The first issue is your response to the pressure of the situation. You have the opportunity to not only reinforce your standards, but to model for your children how to handle peer pressure. It is not easy to be different from other families. Ideally, we would all have the same convictions and same standards. But in reality, we all bring differing viewpoints and backgrounds to our child-rearing. Pitfalls and dangers which we have encountered in our own experiences will have an influence on what we perceive as dangerous for our children.

Begin by explaining why you have the convictions which govern your home (Rom 14:5). Be sure they are grounded in clear Biblical principles and explained in an understandable manner to the children. Use the opportunity to teach your children that each individual must be governed by his own conscience in his relationship with the Lord. This means that other families are moving according to their understanding. You must avoid the danger of condemning others or any suggestion that they are in any way less spiritual. Each father will have to give an account of the leadership of his own family (Eph 6:4).

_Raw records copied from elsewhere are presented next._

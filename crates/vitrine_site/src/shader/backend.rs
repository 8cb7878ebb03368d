//! Render backend abstraction
//!
//! The shader background talks to the GPU through [`RenderBackend`]. Each
//! resource is created and released explicitly and identified by a slotmap
//! key, so leaks show up as non-zero live counts.

use slotmap::{new_key_type, SlotMap};
use tracing::trace;
use vitrine_core::Size;

use super::gradient::GradientUniforms;
use crate::error::{Result, SiteError};

new_key_type! {
    /// Render surface handle
    pub struct SurfaceId;
    /// Geometry buffer handle
    pub struct GeometryId;
    /// Material (compiled shader + uniform buffer) handle
    pub struct MaterialId;
}

/// Backend operations used by the shader background
pub trait RenderBackend {
    /// Create a render surface of the given pixel size
    fn create_surface(&mut self, size: Size) -> Result<SurfaceId>;

    /// Create the full-viewport quad
    fn create_geometry(&mut self) -> Result<GeometryId>;

    /// Compile the gradient material with its initial uniforms
    fn create_material(&mut self, uniforms: &GradientUniforms) -> Result<MaterialId>;

    /// Resize a surface
    fn resize(&mut self, surface: SurfaceId, size: Size) -> Result<()>;

    /// Draw one frame
    fn draw(
        &mut self,
        surface: SurfaceId,
        geometry: GeometryId,
        material: MaterialId,
        uniforms: &GradientUniforms,
    ) -> Result<()>;

    fn release_surface(&mut self, surface: SurfaceId);
    fn release_geometry(&mut self, geometry: GeometryId);
    fn release_material(&mut self, material: MaterialId);
}

/// Which construction step a [`HeadlessBackend`] should refuse
#[derive(Clone, Copy, Debug, PartialEq, Eq)]
pub enum FailPoint {
    Surface,
    Geometry,
    Material,
}

/// Live resource counts of a [`HeadlessBackend`]
#[derive(Clone, Copy, Debug, Default, PartialEq, Eq)]
pub struct BackendCounts {
    pub surfaces: usize,
    pub geometries: usize,
    pub materials: usize,
}

impl BackendCounts {
    pub fn total(&self) -> usize {
        self.surfaces + self.geometries + self.materials
    }
}

/// In-memory backend that records resource lifetimes and draws
#[derive(Default)]
pub struct HeadlessBackend {
    surfaces: SlotMap<SurfaceId, Size>,
    geometries: SlotMap<GeometryId, ()>,
    materials: SlotMap<MaterialId, GradientUniforms>,
    fail: Option<FailPoint>,
    frames_drawn: u64,
    mismatched_frames: u64,
    last_uniforms: Option<GradientUniforms>,
}

impl HeadlessBackend {
    pub fn new() -> Self {
        Self::default()
    }

    /// A backend whose construction fails at `point`
    pub fn failing(point: FailPoint) -> Self {
        Self {
            fail: Some(point),
            ..Self::default()
        }
    }

    pub fn set_fail_point(&mut self, point: Option<FailPoint>) {
        self.fail = point;
    }

    pub fn counts(&self) -> BackendCounts {
        BackendCounts {
            surfaces: self.surfaces.len(),
            geometries: self.geometries.len(),
            materials: self.materials.len(),
        }
    }

    pub fn frames_drawn(&self) -> u64 {
        self.frames_drawn
    }

    /// Frames whose surface size differed from the uniform resolution
    pub fn mismatched_frames(&self) -> u64 {
        self.mismatched_frames
    }

    pub fn last_uniforms(&self) -> Option<GradientUniforms> {
        self.last_uniforms
    }

    pub fn surface_size(&self, surface: SurfaceId) -> Option<Size> {
        self.surfaces.get(surface).copied()
    }

    fn check(&self, point: FailPoint) -> Result<()> {
        if self.fail == Some(point) {
            return Err(SiteError::Render(format!("{point:?} creation refused")));
        }
        Ok(())
    }
}

impl RenderBackend for HeadlessBackend {
    fn create_surface(&mut self, size: Size) -> Result<SurfaceId> {
        self.check(FailPoint::Surface)?;
        Ok(self.surfaces.insert(size))
    }

    fn create_geometry(&mut self) -> Result<GeometryId> {
        self.check(FailPoint::Geometry)?;
        Ok(self.geometries.insert(()))
    }

    fn create_material(&mut self, uniforms: &GradientUniforms) -> Result<MaterialId> {
        self.check(FailPoint::Material)?;
        Ok(self.materials.insert(*uniforms))
    }

    fn resize(&mut self, surface: SurfaceId, size: Size) -> Result<()> {
        let slot = self
            .surfaces
            .get_mut(surface)
            .ok_or_else(|| SiteError::Render("resize of released surface".into()))?;
        *slot = size;
        Ok(())
    }

    fn draw(
        &mut self,
        surface: SurfaceId,
        geometry: GeometryId,
        material: MaterialId,
        uniforms: &GradientUniforms,
    ) -> Result<()> {
        let size = self
            .surfaces
            .get(surface)
            .copied()
            .ok_or_else(|| SiteError::Render("draw to released surface".into()))?;
        if !self.geometries.contains_key(geometry) {
            return Err(SiteError::Render("draw with released geometry".into()));
        }
        let slot = self
            .materials
            .get_mut(material)
            .ok_or_else(|| SiteError::Render("draw with released material".into()))?;
        *slot = *uniforms;

        if size != uniforms.resolution {
            self.mismatched_frames += 1;
        }
        self.frames_drawn += 1;
        self.last_uniforms = Some(*uniforms);
        trace!(frame = self.frames_drawn, progress = uniforms.progress, "gradient drawn");
        Ok(())
    }

    fn release_surface(&mut self, surface: SurfaceId) {
        self.surfaces.remove(surface);
    }

    fn release_geometry(&mut self, geometry: GeometryId) {
        self.geometries.remove(geometry);
    }

    fn release_material(&mut self, material: MaterialId) {
        self.materials.remove(material);
    }
}

#[cfg(test)]
mod tests {
    use super::*;

    #[test]
    fn test_counts_track_lifetimes() {
        let mut backend = HeadlessBackend::new();
        let uniforms = GradientUniforms::new(Size::new(1440.0, 900.0));
        let surface = backend.create_surface(Size::new(1440.0, 900.0)).unwrap();
        let geometry = backend.create_geometry().unwrap();
        let material = backend.create_material(&uniforms).unwrap();
        assert_eq!(backend.counts().total(), 3);

        backend.draw(surface, geometry, material, &uniforms).unwrap();
        assert_eq!(backend.frames_drawn(), 1);
        assert_eq!(backend.mismatched_frames(), 0);

        backend.release_material(material);
        backend.release_geometry(geometry);
        backend.release_surface(surface);
        backend.release_surface(surface);
        assert_eq!(backend.counts(), BackendCounts::default());
        assert!(backend.draw(surface, geometry, material, &uniforms).is_err());
    }

    #[test]
    fn test_mismatched_resolution_is_recorded() {
        let mut backend = HeadlessBackend::new();
        let uniforms = GradientUniforms::new(Size::new(1440.0, 900.0));
        let surface = backend.create_surface(Size::new(1440.0, 900.0)).unwrap();
        let geometry = backend.create_geometry().unwrap();
        let material = backend.create_material(&uniforms).unwrap();

        backend.resize(surface, Size::new(1280.0, 800.0)).unwrap();
        backend.draw(surface, geometry, material, &uniforms).unwrap();
        assert_eq!(backend.mismatched_frames(), 1);
    }

    #[test]
    fn test_fail_point() {
        let mut backend = HeadlessBackend::failing(FailPoint::Material);
        assert!(backend.create_surface(Size::new(10.0, 10.0)).is_ok());
        let err = backend
            .create_material(&GradientUniforms::new(Size::new(10.0, 10.0)))
            .unwrap_err();
        assert!(matches!(err, SiteError::Render(_)));
    }
}
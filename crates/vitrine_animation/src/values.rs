//! Animatable values
//!
//! Every animated element carries a [`VisualState`]: the handful of style
//! channels the site animates. Tweens address individual channels through
//! [`Prop`] and describe endpoints as a [`PropSet`].

use smallvec::SmallVec;
use vitrine_core::{Color, Point};

/// Trait for values that can be linearly interpolated
pub trait Interpolate: Clone {
    /// Linearly interpolate between self and other by factor t (0.0 to 1.0)
    fn lerp(&self, other: &Self, t: f32) -> Self;

    /// Check if two values are approximately equal
    fn approx_eq(&self, other: &Self, epsilon: f32) -> bool;
}

// ============================================================================
// Scalar and vector implementations
// ============================================================================

impl Interpolate for f32 {
    fn lerp(&self, other: &Self, t: f32) -> Self {
        self + (other - self) * t
    }

    fn approx_eq(&self, other: &Self, epsilon: f32) -> bool {
        (self - other).abs() < epsilon
    }
}

impl Interpolate for Point {
    fn lerp(&self, other: &Self, t: f32) -> Self {
        self.approach(*other, t)
    }

    fn approx_eq(&self, other: &Self, epsilon: f32) -> bool {
        (self.x - other.x).abs() < epsilon && (self.y - other.y).abs() < epsilon
    }
}

impl Interpolate for Color {
    fn lerp(&self, other: &Self, t: f32) -> Self {
        Color::lerp(self, other, t)
    }

    fn approx_eq(&self, other: &Self, epsilon: f32) -> bool {
        (self.r - other.r).abs() < epsilon
            && (self.g - other.g).abs() < epsilon
            && (self.b - other.b).abs() < epsilon
            && (self.a - other.a).abs() < epsilon
    }
}

// ============================================================================
// Visual state
// ============================================================================

/// A single animatable channel
#[derive(Clone, Copy, Debug, PartialEq, Eq, Hash)]
pub enum Prop {
    /// Horizontal translation in pixels
    X,
    /// Vertical translation in pixels
    Y,
    Opacity,
    Scale,
    /// Rotation about the horizontal axis, in degrees
    RotateX,
    /// Fraction of the element clipped from the top, 0 (none) to 1 (hidden)
    ClipTop,
    /// Alpha of the element's border color
    BorderAlpha,
    /// Free numeric value (animated counters, uniforms)
    Value,
}

/// Current style of an animated element
#[derive(Clone, Copy, Debug, PartialEq)]
pub struct VisualState {
    pub x: f32,
    pub y: f32,
    pub opacity: f32,
    pub scale: f32,
    pub rotate_x: f32,
    pub clip_top: f32,
    pub border_alpha: f32,
    pub value: f32,
}

impl VisualState {
    /// The untransformed, fully visible state
    pub const RESTING: VisualState = VisualState {
        x: 0.0,
        y: 0.0,
        opacity: 1.0,
        scale: 1.0,
        rotate_x: 0.0,
        clip_top: 0.0,
        border_alpha: 1.0,
        value: 0.0,
    };

    pub fn get(&self, prop: Prop) -> f32 {
        match prop {
            Prop::X => self.x,
            Prop::Y => self.y,
            Prop::Opacity => self.opacity,
            Prop::Scale => self.scale,
            Prop::RotateX => self.rotate_x,
            Prop::ClipTop => self.clip_top,
            Prop::BorderAlpha => self.border_alpha,
            Prop::Value => self.value,
        }
    }

    pub fn set(&mut self, prop: Prop, value: f32) {
        let slot = match prop {
            Prop::X => &mut self.x,
            Prop::Y => &mut self.y,
            Prop::Opacity => &mut self.opacity,
            Prop::Scale => &mut self.scale,
            Prop::RotateX => &mut self.rotate_x,
            Prop::ClipTop => &mut self.clip_top,
            Prop::BorderAlpha => &mut self.border_alpha,
            Prop::Value => &mut self.value,
        };
        *slot = value;
    }

    /// Translation as a point
    pub fn offset(&self) -> Point {
        Point::new(self.x, self.y)
    }

    /// Whether the element would be painted at all
    pub fn is_visible(&self) -> bool {
        self.opacity > 0.0 && self.scale > 0.0 && self.clip_top < 1.0
    }
}

impl Default for VisualState {
    fn default() -> Self {
        Self::RESTING
    }
}

// ============================================================================
// Property sets
// ============================================================================

/// A sparse set of channel values, used as a tween endpoint
///
/// ```
/// use vitrine_animation::{Prop, PropSet};
///
/// let hidden = PropSet::new().y(60.0).opacity(0.0);
/// assert_eq!(hidden.get(Prop::Y), Some(60.0));
/// assert_eq!(hidden.get(Prop::Scale), None);
/// ```
#[derive(Clone, Debug, Default, PartialEq)]
pub struct PropSet {
    values: SmallVec<[(Prop, f32); 4]>,
}

impl PropSet {
    pub fn new() -> Self {
        Self::default()
    }

    /// Set a channel, replacing any earlier value for it
    pub fn with(mut self, prop: Prop, value: f32) -> Self {
        self.insert(prop, value);
        self
    }

    pub fn insert(&mut self, prop: Prop, value: f32) {
        match self.values.iter_mut().find(|(p, _)| *p == prop) {
            Some(slot) => slot.1 = value,
            None => self.values.push((prop, value)),
        }
    }

    pub fn x(self, v: f32) -> Self {
        self.with(Prop::X, v)
    }

    pub fn y(self, v: f32) -> Self {
        self.with(Prop::Y, v)
    }

    pub fn opacity(self, v: f32) -> Self {
        self.with(Prop::Opacity, v)
    }

    pub fn scale(self, v: f32) -> Self {
        self.with(Prop::Scale, v)
    }

    pub fn rotate_x(self, v: f32) -> Self {
        self.with(Prop::RotateX, v)
    }

    pub fn clip_top(self, v: f32) -> Self {
        self.with(Prop::ClipTop, v)
    }

    pub fn border_alpha(self, v: f32) -> Self {
        self.with(Prop::BorderAlpha, v)
    }

    pub fn value(self, v: f32) -> Self {
        self.with(Prop::Value, v)
    }

    pub fn get(&self, prop: Prop) -> Option<f32> {
        self.values.iter().find(|(p, _)| *p == prop).map(|(_, v)| *v)
    }

    pub fn contains(&self, prop: Prop) -> bool {
        self.get(prop).is_some()
    }

    pub fn iter(&self) -> impl Iterator<Item = (Prop, f32)> + '_ {
        self.values.iter().copied()
    }

    pub fn len(&self) -> usize {
        self.values.len()
    }

    pub fn is_empty(&self) -> bool {
        self.values.is_empty()
    }

    /// Write every channel in the set onto `state`
    pub fn apply_to(&self, state: &mut VisualState) {
        for (prop, value) in self.iter() {
            state.set(prop, value);
        }
    }

    /// The same channels as `self`, at their resting values
    pub fn resting(&self) -> PropSet {
        let mut out = PropSet::new();
        for (prop, _) in self.iter() {
            out.insert(prop, VisualState::RESTING.get(prop));
        }
        out
    }
}

impl FromIterator<(Prop, f32)> for PropSet {
    fn from_iter<I: IntoIterator<Item = (Prop, f32)>>(iter: I) -> Self {
        let mut set = PropSet::new();
        for (prop, value) in iter {
            set.insert(prop, value);
        }
        set
    }
}

#[cfg(test)]
mod tests {
    use super::*;

    #[test]
    fn test_insert_replaces() {
        let set = PropSet::new().y(10.0).opacity(0.0).y(20.0);
        assert_eq!(set.len(), 2);
        assert_eq!(set.get(Prop::Y), Some(20.0));
    }

    #[test]
    fn test_apply_to_leaves_other_channels() {
        let mut state = VisualState::default();
        PropSet::new().y(-80.0).opacity(0.0).apply_to(&mut state);

        assert_eq!(state.y, -80.0);
        assert_eq!(state.opacity, 0.0);
        assert_eq!(state.scale, 1.0);
        assert!(!state.is_visible());
    }

    #[test]
    fn test_resting_mirrors_channels() {
        let hidden = PropSet::new().y(60.0).opacity(0.0).clip_top(1.0);
        let rest = hidden.resting();
        assert_eq!(rest.get(Prop::Y), Some(0.0));
        assert_eq!(rest.get(Prop::Opacity), Some(1.0));
        assert_eq!(rest.get(Prop::ClipTop), Some(0.0));
        assert_eq!(rest.get(Prop::Scale), None);
    }

    #[test]
    fn test_lerp_scalars_points_and_colors() {
        assert!(40.0f32.lerp(&0.0, 0.25).approx_eq(&30.0, 1e-6));

        let p = Point::new(0.5, 0.5).lerp(&Point::new(1.0, 0.0), 0.5);
        assert!(p.approx_eq(&Point::new(0.75, 0.25), 1e-6));

        // Colors clamp t
        let c = Color::BLACK.lerp(&Color::WHITE, 2.0);
        assert!(c.approx_eq(&Color::WHITE, 1e-6));
    }
}
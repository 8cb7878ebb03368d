//! Custom cursor
//!
//! A ring that trails the pointer and a dot that tracks it closely. The ring
//! grows and brightens its border while the pointer is over an interactive
//! element.
//!
//! The set of interactive elements is captured once at mount. Elements added
//! to the layout afterwards get no hover effect until the follower is
//! remounted; this matches how the site has always behaved.

use std::cell::RefCell;
use std::rc::Rc;

use smallvec::SmallVec;
use tracing::debug;
use vitrine_animation::{AnimatedTween, Easing, PropSet, Purpose, TargetKey, Tween};
use vitrine_core::{ElementId, Point, PointerEvent, Rect, Subscription};

use crate::host::HostContext;

const RING_FOLLOW_MS: f32 = 500.0;
const DOT_FOLLOW_MS: f32 = 100.0;
const HOVER_MS: f32 = 300.0;

const HOVER_SCALE: f32 = 1.5;
const HOVER_BORDER_ALPHA: f32 = 0.8;
const REST_BORDER_ALPHA: f32 = 0.5;

/// The two cursor elements
#[derive(Clone, Copy, Debug)]
pub struct CursorElements {
    pub ring: ElementId,
    pub dot: ElementId,
}

impl CursorElements {
    pub fn create(layout: &vitrine_core::Layout) -> Self {
        Self {
            ring: layout.insert("cursor.ring", Rect::new(0.0, 0.0, 40.0, 40.0)),
            dot: layout.insert("cursor.dot", Rect::new(0.0, 0.0, 8.0, 8.0)),
        }
    }
}

struct CursorInner {
    ctx: HostContext,
    elements: CursorElements,
    interactive: Vec<ElementId>,
    hovered: Option<ElementId>,
    ring_follow: Option<AnimatedTween>,
    dot_follow: Option<AnimatedTween>,
    hover: Option<AnimatedTween>,
}

impl CursorInner {
    fn on_pointer(&mut self, event: &PointerEvent) {
        match *event {
            PointerEvent::Moved { x, y } => {
                self.follow(x, y);
                let document = self.ctx.viewport().to_document(Point::new(x, y));
                let hit = self.hit_test(document);
                self.set_hovered(hit);
            }
            PointerEvent::Left => self.set_hovered(None),
        }
    }

    fn follow(&mut self, x: f32, y: f32) {
        let handle = self.ctx.animations();
        let target = PropSet::new().x(x).y(y);
        self.ring_follow = Some(handle.animate(
            TargetKey::new(self.elements.ring, Purpose::Follow),
            Tween::to(target.clone(), RING_FOLLOW_MS).easing(Easing::Power2Out),
        ));
        self.dot_follow = Some(handle.animate(
            TargetKey::new(self.elements.dot, Purpose::Follow),
            Tween::to(target, DOT_FOLLOW_MS),
        ));
    }

    fn hit_test(&self, point: Point) -> Option<ElementId> {
        let layout = self.ctx.layout();
        self.interactive
            .iter()
            .rev()
            .copied()
            .find(|&id| layout.hit(id, point))
    }

    fn set_hovered(&mut self, hit: Option<ElementId>) {
        if hit.is_some() == self.hovered.is_some() {
            self.hovered = hit;
            return;
        }
        self.hovered = hit;
        let (scale, alpha) = if hit.is_some() {
            (HOVER_SCALE, HOVER_BORDER_ALPHA)
        } else {
            (1.0, REST_BORDER_ALPHA)
        };
        self.hover = Some(self.ctx.animations().animate(
            TargetKey::new(self.elements.ring, Purpose::Hover),
            Tween::to(PropSet::new().scale(scale).border_alpha(alpha), HOVER_MS),
        ));
    }
}

/// Trailing ring plus tracking dot
pub struct CursorFollower {
    inner: Rc<RefCell<CursorInner>>,
    subscription: Option<Subscription>,
}

impl CursorFollower {
    /// Mount the follower, or return `None` on devices without hover
    ///
    /// Nothing is registered when `None` is returned.
    pub fn mount(ctx: &HostContext, elements: CursorElements) -> Option<Self> {
        if !ctx.capabilities().supports_hover() {
            debug!("touch-primary device, custom cursor disabled");
            return None;
        }

        let interactive = ctx.layout().interactive_elements();
        debug!(count = interactive.len(), "cursor hover targets captured");
        ctx.animations()
            .apply(elements.ring, &PropSet::new().border_alpha(REST_BORDER_ALPHA));

        let inner = Rc::new(RefCell::new(CursorInner {
            ctx: ctx.clone(),
            elements,
            interactive,
            hovered: None,
            ring_follow: None,
            dot_follow: None,
            hover: None,
        }));

        let weak = Rc::downgrade(&inner);
        let subscription = ctx.pointer().subscribe(move |event| {
            if let Some(inner) = weak.upgrade() {
                inner.borrow_mut().on_pointer(event);
            }
        });

        Some(Self {
            inner,
            subscription: Some(subscription),
        })
    }

    pub fn elements(&self) -> CursorElements {
        self.inner.borrow().elements
    }

    /// Interactive element under the pointer, if any
    pub fn hovered(&self) -> Option<ElementId> {
        self.inner.borrow().hovered
    }

    /// Elements captured as hover targets at mount
    pub fn hover_targets(&self) -> SmallVec<[ElementId; 16]> {
        self.inner.borrow().interactive.iter().copied().collect()
    }

    pub fn is_mounted(&self) -> bool {
        self.subscription.is_some()
    }

    pub fn unmount(&mut self) {
        if self.subscription.take().is_none() {
            return;
        }
        let mut inner = self.inner.borrow_mut();
        inner.ring_follow = None;
        inner.dot_follow = None;
        inner.hover = None;
        inner.hovered = None;
    }
}

impl Drop for CursorFollower {
    fn drop(&mut self) {
        self.unmount();
    }
}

Most of the areas of divergent thinking are related to sports involvement, entertainment, school activities, and similar issues. While many of these are innocent in themselves, parents may have concerns about the depth of involvement and the potential for future interests. As well, one parent may recognize the need for a child to be involved in a particular activity for the sake of balancing some personality trait while others may need to be restrained due to their personalities.

Learning to withstand peer pressure and doing it with a spirit of grace is a vital parenting skill.

A. J. Higgins 

How can we teach our children to avoid peer pressure?

A look at some of the changes in N. American schools in the last 50 years will give some insight into the tremendous danger of peer pressure. Then, the major problems in schools included: talking in class, chewing gum, making nosie, running in the halls, dress code violations, and cutting in line ahead of others. Today? Alcohol abuse, drug abuse, teen pregnancy, mass murders, assaults, suicide. The moral slide which the past half century has seen is huge and destructive. But tragically, these dangerous behaviors are some of the areas in which peer pressure is operative. No child or school, whether Christian, private or public, is immune from its effects.

In one sense, we don’t want our children to be totally isolated from peer pressure. We want them to learn how to deal with this malevolent influence. They will face it as adults throughout life. To begin to recognize it and to learn to parry the thrust of the tempter are vital.